A New Way to Avoid Mandatory Minimum Sentences
By Zachary Margulis-Ohnuma
Criminal cases in federal court are driven by mandatory minimum sentences. Drugs, guns, child pornography and sex trafficking (among others) all carry mandatory minimum sentences which used to mean that, if the government has the evidence and won’t let you plead to a lesser crime, you do the time. That just might have changed today with the advent of United States v. Zullo, an important decision handed down today by the Second Circuit Court of Appeals.
Zullo concerns “compassionate release,” an old doctrine that has been brought back to life by, ironically, the COVID-19 pandemic that has been surging through the federal prisons (124 inmates dead, and counting). Compassionate release is the idea that when there are “extraordinary and compelling” reasons, judges should be allowed to release inmates before their sentences are over. Until 2018, compassionate release could only be sought by the Bureau of Prisons itself–judges could not act unless they were, in effect, asked to by the government that locked up the defendant in the first place. It pretty much never happened.
That changed in late 2018, when 18 U.S.C. 3582(c) was amended to permit compassionate release based on a defendant’s own motion 30 days after requesting the warden to file for him. Since COVID started, judges have been releasing many more inmates, most of them sick or elderly. Many sick and elderly people were released even before their mandatory minimum terms expired. Early releases are allowed so long as the judge finds that “extraordinary and compelling reasons” exist and the release is consistent with the objectives of federal sentencing, which are set forth in the Sentencing Reform Act, 18 U.S.C. 3553.

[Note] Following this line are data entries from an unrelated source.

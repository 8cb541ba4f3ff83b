use anyhow::{bail, Context, Result};
use log::debug;
use serde::{Deserialize, Serialize};
use std::path::{Path, PathBuf};
use std::time::Duration;

use crate::auth::Token;
use crate::client::core::{DEFAULT_GRAPHQL_URL, DEFAULT_REST_URL, DEFAULT_TIMEOUT};
use crate::client::ClientConfig;

const CANDIDATES: [&str; 4] = [
    "buildkite-provider.toml",
    "buildkite-provider.json",
    "buildkite-provider.yaml",
    "buildkite-provider.yml",
];

/// Provider settings file.
///
/// Every field can be overridden from the command line or the
/// `BUILDKITE_ORGANIZATION` / `BUILDKITE_API_TOKEN` environment variables.
#[derive(Debug, Clone, PartialEq, Serialize, Deserialize)]
#[serde(rename_all = "kebab-case")]
pub struct Config {
    /// Organization slug
    pub organization: Option<String>,

    /// Buildkite API access token
    pub api_token: Option<String>,

    /// REST API base URL
    #[serde(default = "default_rest_url")]
    pub rest_url: String,

    /// GraphQL endpoint
    #[serde(default = "default_graphql_url")]
    pub graphql_url: String,

    /// Per-request timeout
    #[serde(default = "default_timeout_secs")]
    pub timeout_secs: u64,
}

impl Default for Config {
    fn default() -> Self {
        Self {
            organization: None,
            api_token: None,
            rest_url: default_rest_url(),
            graphql_url: default_graphql_url(),
            timeout_secs: default_timeout_secs(),
        }
    }
}

fn default_rest_url() -> String {
    DEFAULT_REST_URL.to_string()
}

fn default_graphql_url() -> String {
    DEFAULT_GRAPHQL_URL.to_string()
}

fn default_timeout_secs() -> u64 {
    DEFAULT_TIMEOUT.as_secs()
}

impl Config {
    /// Load configuration from a file.
    ///
    /// Searches in this order:
    /// 1. Specified path (must exist)
    /// 2. ./buildkite-provider.{toml,json,yaml,yml}
    /// 3. <user config dir>/buildkite-provider/buildkite-provider.{toml,json,yaml,yml}
    ///
    /// Returns default configuration if no file is found.
    pub fn load(path: Option<&Path>) -> Result<Self> {
        if let Some(path) = path {
            return Self::load_from_path(path);
        }

        let mut search_dirs = vec![PathBuf::from(".")];
        if let Some(config_dir) = dirs::config_dir() {
            search_dirs.push(config_dir.join("buildkite-provider"));
        }

        Self::load_from_dirs(&search_dirs)
    }

    fn load_from_dirs(dirs: &[PathBuf]) -> Result<Self> {
        for dir in dirs {
            for candidate in &CANDIDATES {
                let path = dir.join(candidate);
                if path.exists() {
                    debug!("Using config file {}", path.display());
                    return Self::load_from_path(&path);
                }
            }
        }

        Ok(Self::default())
    }

    /// Load configuration from a specific file path.
    fn load_from_path(path: &Path) -> Result<Self> {
        let contents = std::fs::read_to_string(path)
            .with_context(|| format!("Failed to read config file: {}", path.display()))?;

        let extension = path.extension().and_then(|ext| ext.to_str()).unwrap_or("");

        match extension {
            "toml" => toml::from_str(&contents)
                .with_context(|| format!("Failed to parse TOML config: {}", path.display())),
            "json" => serde_json::from_str(&contents)
                .with_context(|| format!("Failed to parse JSON config: {}", path.display())),
            "yaml" | "yml" => serde_yaml::from_str(&contents)
                .with_context(|| format!("Failed to parse YAML config: {}", path.display())),
            _ => {
                // Try TOML first, then JSON, then YAML
                toml::from_str(&contents)
                    .or_else(|_| serde_json::from_str(&contents))
                    .or_else(|_| serde_yaml::from_str(&contents))
                    .with_context(|| format!("Failed to parse config file: {}", path.display()))
            }
        }
    }

    /// Save configuration to a file.
    pub fn save(&self, path: &Path) -> Result<()> {
        let contents = match path.extension().and_then(|ext| ext.to_str()) {
            Some("json") => serde_json::to_string_pretty(self)?,
            Some("yaml") | Some("yml") => serde_yaml::to_string(self)?,
            _ => toml::to_string_pretty(self)?,
        };

        std::fs::write(path, contents)
            .with_context(|| format!("Failed to write config file: {}", path.display()))?;

        Ok(())
    }

    /// Applies values given on the command line or through the environment.
    pub fn with_overrides(
        mut self,
        organization: Option<String>,
        api_token: Option<String>,
    ) -> Self {
        if organization.is_some() {
            self.organization = organization;
        }
        if api_token.is_some() {
            self.api_token = api_token;
        }
        self
    }

    /// Client settings, failing when the organization or token is missing.
    pub fn client_config(&self) -> Result<ClientConfig> {
        let Some(organization) = self.organization.as_deref().filter(|o| !o.is_empty()) else {
            bail!("No organization configured; set BUILDKITE_ORGANIZATION or `organization`");
        };
        let Some(api_token) = self.api_token.as_deref().filter(|t| !t.is_empty()) else {
            bail!("No API token configured; set BUILDKITE_API_TOKEN or `api-token`");
        };

        if self.timeout_secs == 0 {
            bail!("`timeout-secs` must be at least 1");
        }

        let mut config = ClientConfig::new(organization, Token::from(api_token));
        config.rest_url = self.rest_url.clone();
        config.graphql_url = self.graphql_url.clone();
        config.timeout = Duration::from_secs(self.timeout_secs);
        Ok(config)
    }
}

But what if the inmate is not sick? The Zullo case raises the question of how far the compassionate release doctrine goes. The government argued that compassionate release was limited by pronouncements in the U.S. Sentencing Guidelines. In the Zullo case, the defendant, who was 17 when he joined a gun-and-drug conspiracy and had demonstrated his rehabilitation, was sentenced to 15 years in prison based on a mandatory minimum that even the sentencing judge believed was too long. But the judge could do nothing about it at the time, because once you plead guilty to a mandatory minimum you are stuck with it, even if the judge thinks the sentence is unfair. But the Second Circuit Court of Appeals made clear in Zullo that the sentence may be reduced based on “the full slate of extraordinary and compelling reasons that an imprisoned person might bring before them in motions for compassionate release.” In this case, locking up a boy too young to drink for 3/4 of his life was grossly unfair. That’s extraordinary and compelling. The court’s decision today provides him, and others facing unfair mandatory minimum sentences, a new hope for correcting these routine injustices.